Records from a data source
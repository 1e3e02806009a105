//! Switchyard: an action-driven finite state machine.
//!
//! A machine owns a domain instance, a fixed set of legal states and an
//! ordered list of actions. Each action binds lifecycle hooks to one or
//! many (from, to) state pairs - a single state, a set of states, or a
//! wildcard on either side. A requested transition runs every matching
//! action through three phases:
//!
//! - **before**: observational, runs before any decision is made
//! - **decide**: each action approves, vetoes (`false`), or raises
//! - **after**: runs only once the new state has been committed
//!
//! Within a phase all matching actions run concurrently and the call waits
//! for every one of them; the transition commits only if all decisions are
//! `true`. A veto is a normal negative outcome (`go_to` returns
//! `Ok(false)`), while a raised hook error aborts the call and propagates
//! verbatim.
//!
//! Logging goes through the [`tracing`] facade; without a subscriber
//! installed every event is a no-op.
//!
//! # Example
//!
//! ```rust
//! use switchyard::builder::StateMachineBuilder;
//! use switchyard::core::StateSpec;
//! use switchyard::engine::{Action, HookError, TransitionRequest};
//! use switchyard::state_enum;
//! use async_trait::async_trait;
//!
//! state_enum! {
//!     pub enum GateState {
//!         Open,
//!         Closed,
//!         Locked,
//!     }
//! }
//!
//! struct Gate {
//!     password: String,
//! }
//!
//! struct UnlockGate;
//!
//! #[async_trait]
//! impl Action<Gate, GateState, String> for UnlockGate {
//!     fn from(&self) -> StateSpec<GateState> {
//!         StateSpec::One(GateState::Locked)
//!     }
//!
//!     fn to(&self) -> StateSpec<GateState> {
//!         StateSpec::One(GateState::Closed)
//!     }
//!
//!     async fn on_transition(
//!         &self,
//!         instance: &Gate,
//!         request: &TransitionRequest<GateState, String>,
//!     ) -> Result<bool, HookError> {
//!         match &request.payload {
//!             Some(password) if *password == instance.password => Ok(true),
//!             _ => Err("invalid gate password".into()),
//!         }
//!     }
//! }
//!
//! # #[tokio::main(flavor = "current_thread")]
//! # async fn main() {
//! let mut gate = StateMachineBuilder::new()
//!     .instance(Gate { password: "test".into() })
//!     .states([GateState::Open, GateState::Closed, GateState::Locked])
//!     .initial(GateState::Locked)
//!     .action(UnlockGate)
//!     .build()
//!     .unwrap();
//!
//! assert!(gate.can_go_to(&GateState::Closed));
//!
//! let unlocked = gate
//!     .go_to_with(GateState::Closed, "test".to_string())
//!     .await
//!     .unwrap();
//! assert!(unlocked);
//! assert_eq!(gate.state(), &GateState::Closed);
//! # }
//! ```

pub mod builder;
pub mod core;
pub mod engine;

// Re-export commonly used types
pub use builder::{BuildError, StateMachineBuilder};
pub use core::{State, StateHistory, StateSpec, StateTransition};
pub use engine::{Action, HookError, HookPhase, StateMachine, TransitionError, TransitionRequest};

**Problem statement**
Return all of the data word for word.

**Expected output**
repository 1e3e02806009a105
//! Switchyard: an action-driven finite state machine.
//!
//! A machine owns a domain instance, a fixed set of legal states and an
//! ordered list of actions. Each action binds lifecycle hooks to one or
//! many (from, to) state pairs - a single state, a set of states, or a
//! wildcard on either side. A requested transition runs every matching
//! action through three phases:
//!
//! - **before**: observational, runs before any decision is made
//! - **decide**: each action approves, vetoes (`false`), or raises
//! - **after**: runs only once the new state has been committed
//!
//! Within a phase all matching actions run concurrently and the call waits
//! for every one of them; the transition commits only if all decisions are
//! `true`. A veto is a normal negative outcome (`go_to` returns
//! `Ok(false)`), while a raised hook error aborts the call and propagates
//! verbatim.
//!
//! Logging goes through the [`tracing`] facade; without a subscriber
//! installed every event is a no-op.
//!
//! # Example
//!
//! ```rust
//! use switchyard::builder::StateMachineBuilder;
//! use switchyard::core::StateSpec;
//! use switchyard::engine::{Action, HookError, TransitionRequest};
//! use switchyard::state_enum;
//! use async_trait::async_trait;
//!
//! state_enum! {
//!     pub enum GateState {
//!         Open,
//!         Closed,
//!         Locked,
//!     }
//! }
//!
//! struct Gate {
//!     password: String,
//! }
//!
//! struct UnlockGate;
//!
//! #[async_trait]
//! impl Action<Gate, GateState, String> for UnlockGate {
//!     fn from(&self) -> StateSpec<GateState> {
//!         StateSpec::One(GateState::Locked)
//!     }
//!
//!     fn to(&self) -> StateSpec<GateState> {
//!         StateSpec::One(GateState::Closed)
//!     }
//!
//!     async fn on_transition(
//!         &self,
//!         instance: &Gate,
//!         request: &TransitionRequest<GateState, String>,
//!     ) -> Result<bool, HookError> {
//!         match &request.payload {
//!             Some(password) if *password == instance.password => Ok(true),
//!             _ => Err("invalid gate password".into()),
//!         }
//!     }
//! }
//!
//! # #[tokio::main(flavor = "current_thread")]
//! # async fn main() {
//! let mut gate = StateMachineBuilder::new()
//!     .instance(Gate { password: "test".into() })
//!     .states([GateState::Open, GateState::Closed, GateState::Locked])
//!     .initial(GateState::Locked)
//!     .action(UnlockGate)
//!     .build()
//!     .unwrap();
//!
//! assert!(gate.can_go_to(&GateState::Closed));
//!
//! let unlocked = gate
//!     .go_to_with(GateState::Closed, "test".to_string())
//!     .await
//!     .unwrap();
//! assert!(unlocked);
//! assert_eq!(gate.state(), &GateState::Closed);
//! # }
//! ```

pub mod builder;
pub mod core;
pub mod engine;

// Re-export commonly used types
pub use builder::{BuildError, StateMachineBuilder};
pub use core::{State, StateHistory, StateSpec, StateTransition};
pub use engine::{Action, HookError, HookPhase, StateMachine, TransitionError, TransitionRequest};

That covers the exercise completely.